[James enters the psychologist's office and lies down on the couch.]
James: Lately I've been having this feeling that Mom loves Jesus more than me. Seems like everything he does is just perfect in her eyes--it's like she thinks the guy walks on water.
Doctor: James, it's really very common for a younger brother to have feelings of jealousy about an older brother. You just have to realize that it's in your own mind. He probably feels the same way about you. Tell me what makes you think your parents favor Jesus.
James: Well, the time that Jesus did walk on water, Mom was all "Jesus-does-miracles" this and "Jesus-does-miracles" that...
Doctor: You sound angry.
James: How would you feel if your brother was God?
Doctor: James, James, James... It's natural that a younger brother would put his brother on pedestal, but at a certain point you need to grow up and come to think of him as a peer.
James: No, really, I mean he actually is God.
Doctor: OK, I can see I'm not getting anywhere with this tack. Let me ask you this: What are your earliest memories of your parents favoring your brother?
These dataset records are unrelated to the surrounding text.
//! Session statistics printed when the simulator exits.

use std::fmt;
use std::time::{Duration, Instant};

use pulse_common::{BeatEvent, TickOutcome};

/// Counters collected by the sampler and reporter.
pub struct SessionStats {
    pub ticks: u32,
    pub resets: u32,
    pub bootstraps: u32,
    pub beats: u32,
    pub bpm_min: u32,
    pub bpm_max: u32,
    pub last_beat: Option<BeatEvent>,

    start_time: Instant,
}

impl SessionStats {
    pub fn new() -> Self {
        Self {
            ticks: 0,
            resets: 0,
            bootstraps: 0,
            beats: 0,
            bpm_min: u32::MAX,
            bpm_max: 0,
            last_beat: None,
            start_time: Instant::now(),
        }
    }

    /// Record the outcome of one detector tick.
    pub fn record_tick(
        &mut self,
        outcome: &TickOutcome,
    ) {
        self.ticks += 1;
        if outcome.signal_lost {
            self.resets += 1;
        }
        if outcome.bootstrap {
            self.bootstraps += 1;
        }
    }

    /// Record a beat consumed by the reporter.
    pub fn record_beat(
        &mut self,
        beat: &BeatEvent,
    ) {
        self.beats += 1;
        self.bpm_min = self.bpm_min.min(beat.bpm);
        self.bpm_max = self.bpm_max.max(beat.bpm);
        self.last_beat = Some(*beat);
    }

    /// Fold the sampler's counters into the reporter's.
    pub fn merge_sampler(
        &mut self,
        sampler: &Self,
    ) {
        self.ticks += sampler.ticks;
        self.resets += sampler.resets;
        self.bootstraps += sampler.bootstraps;
    }

    /// Wall-clock time since the stats were created.
    #[inline]
    pub fn uptime(&self) -> Duration { self.start_time.elapsed() }
}

impl Default for SessionStats {
    fn default() -> Self { Self::new() }
}

impl fmt::Display for SessionStats {
    fn fmt(
        &self,
        f: &mut fmt::Formatter<'_>,
    ) -> fmt::Result {
        write!(
            f,
            "{} ticks ({} ms signal) in {:.1} s | beats: {} | resets: {} | first beats: {}",
            self.ticks,
            self.ticks * pulse_common::config::TICK_MS,
            self.uptime().as_secs_f32(),
            self.beats,
            self.resets,
            self.bootstraps,
        )?;
        if self.beats > 0 {
            write!(f, " | BPM range: {}-{}", self.bpm_min, self.bpm_max)?;
        }
        if let Some(beat) = self.last_beat {
            write!(f, " | last: {} BPM, IBI {} ms", beat.bpm, beat.ibi)?;
        }
        Ok(())
    }
}

// =============================================================================
// Unit Tests
// =============================================================================
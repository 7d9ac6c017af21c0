//! Sensor sampling task.
//!
//! Runs on a 2 ms [`Ticker`] so the detector's millisecond clock stays in step
//! with wall time. A late tick is caught up on the next wakeup.

use defmt::{debug, info, warn};
use embassy_rp::adc::{self, Adc, Channel};
use embassy_time::{Duration, Ticker};
use pulse_common::Waveform;
use pulse_common::config::{SILENCE_TIMEOUT_MS, TICK_MS};

use super::DETECTOR;
use crate::config::{ADC_ERROR_LOG_EVERY, SAMPLE_INTERVAL_MS};

/// Where raw samples come from.
pub enum SampleSource {
    /// Pulse sensor on an ADC pin (12-bit, 0-4095).
    Adc {
        adc: Adc<'static, adc::Blocking>,
        channel: Channel<'static>,
    },
    /// Synthetic waveform, sampled at the detector's own clock.
    Demo(Waveform),
}

impl SampleSource {
    /// Read one raw sample. `t_ms` is only used by the demo source.
    fn read(
        &mut self,
        t_ms: u32,
    ) -> Result<i32, adc::Error> {
        match self {
            Self::Adc { adc, channel } => adc.blocking_read(channel).map(i32::from),
            Self::Demo(waveform) => Ok(waveform.sample_at(t_ms)),
        }
    }
}

/// Sampler task - ticks the shared detector every [`SAMPLE_INTERVAL_MS`].
#[embassy_executor::task]
pub async fn sampler_task(mut source: SampleSource) {
    info!("Sampler task started ({} ms tick)", SAMPLE_INTERVAL_MS);

    let mut ticker = Ticker::every(Duration::from_millis(SAMPLE_INTERVAL_MS));
    let mut elapsed_ms: u32 = 0;
    let mut adc_errors: u32 = 0;

    loop {
        ticker.next().await;
        elapsed_ms = elapsed_ms.wrapping_add(TICK_MS);

        let raw = match source.read(elapsed_ms) {
            Ok(raw) => raw,
            Err(e) => {
                // Skip the tick; the detector clock only counts real samples
                adc_errors = adc_errors.wrapping_add(1);
                if adc_errors % ADC_ERROR_LOG_EVERY == 1 {
                    warn!("ADC read failed ({} total): {}", adc_errors, e);
                }
                continue;
            }
        };

        let outcome = DETECTOR.tick(raw);

        if outcome.signal_lost {
            warn!("No beat for {} ms, detector reset", SILENCE_TIMEOUT_MS);
        }
        if outcome.bootstrap {
            debug!("First beat after reset, waiting for the next to seed the rate");
        }
        if let Some(beat) = outcome.beat {
            debug!("Beat: {} BPM, IBI {} ms", beat.bpm, beat.ibi);
        }
    }
}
James: Well, Mom is a very pious woman. She's a saint, really. And whenever we'd come home she'd ask us, "What good things did you do today?" And I'd always say something like, "I brought extra wood to Jebediah" and Jesus would say, "I healed a leper" or "I cured a blind man."
Puh-lease. Talk about your show-offs! Mom was too kind to actually say "Why don't you heal lepers like Jesus?" But I could tell that's what she was thinking.
James: Yes, and he gives me this patronizing sermon about how I'll be fine because the meek are going to inherit the earth anyway. I mean, I may not be the sharpest nail in the carpenter's box, but I can tell a left-handed compliment when I hear it. I told him, "Please lose your holier than thou attitude."
Whenever I say he doesn't make a bit of sense, he says I can't understand him because a "prophet"--a prophet!--is never honored on his home turf. Like he's so complex or something.
One time, he was speaking to this crowd and we went to see him and he said he was too busy to see us! I couldn't even get a back stage pass. Every sinner and whore in town was able to get in but not his own brother.
Doctor: Surely there have been times when your parents have been disappointed with Jesus.
James: No! That time he got lost in the temple--I mean what kind of boneheaded move was that?--all they could say was, "Well, as long as you didn't turn over any tables." And now the guy's 30 years old, still unmarried and not exactly bringing in the big bucks. I'm the one who takes care of Mom and Dad while he wanders around the countryside with his buddies, but my parents seem to think he's the one who's going to amount to something.
Doctor: Often sibling issues are a proxy for more complicated relationship narratives involving your parents. Have you told your parents about your feelings regarding Jesus?
James: Yeah, and they did try to make me feel better by telling me Jesus wasn't "planned" but somehow even that ends up making him seem special.
Doctor: You know, life isn't always fair. Sometimes one brother gets more attention than another. You're just going to have to learn to deal with that and realize that while, to you, your big brother is always going to seem larger than life, to most people he'll just seem like a regular guy.
James: I know, I know. And it's not like I'm not proud of his accomplishments. I just wish he wouldn't lord it over me.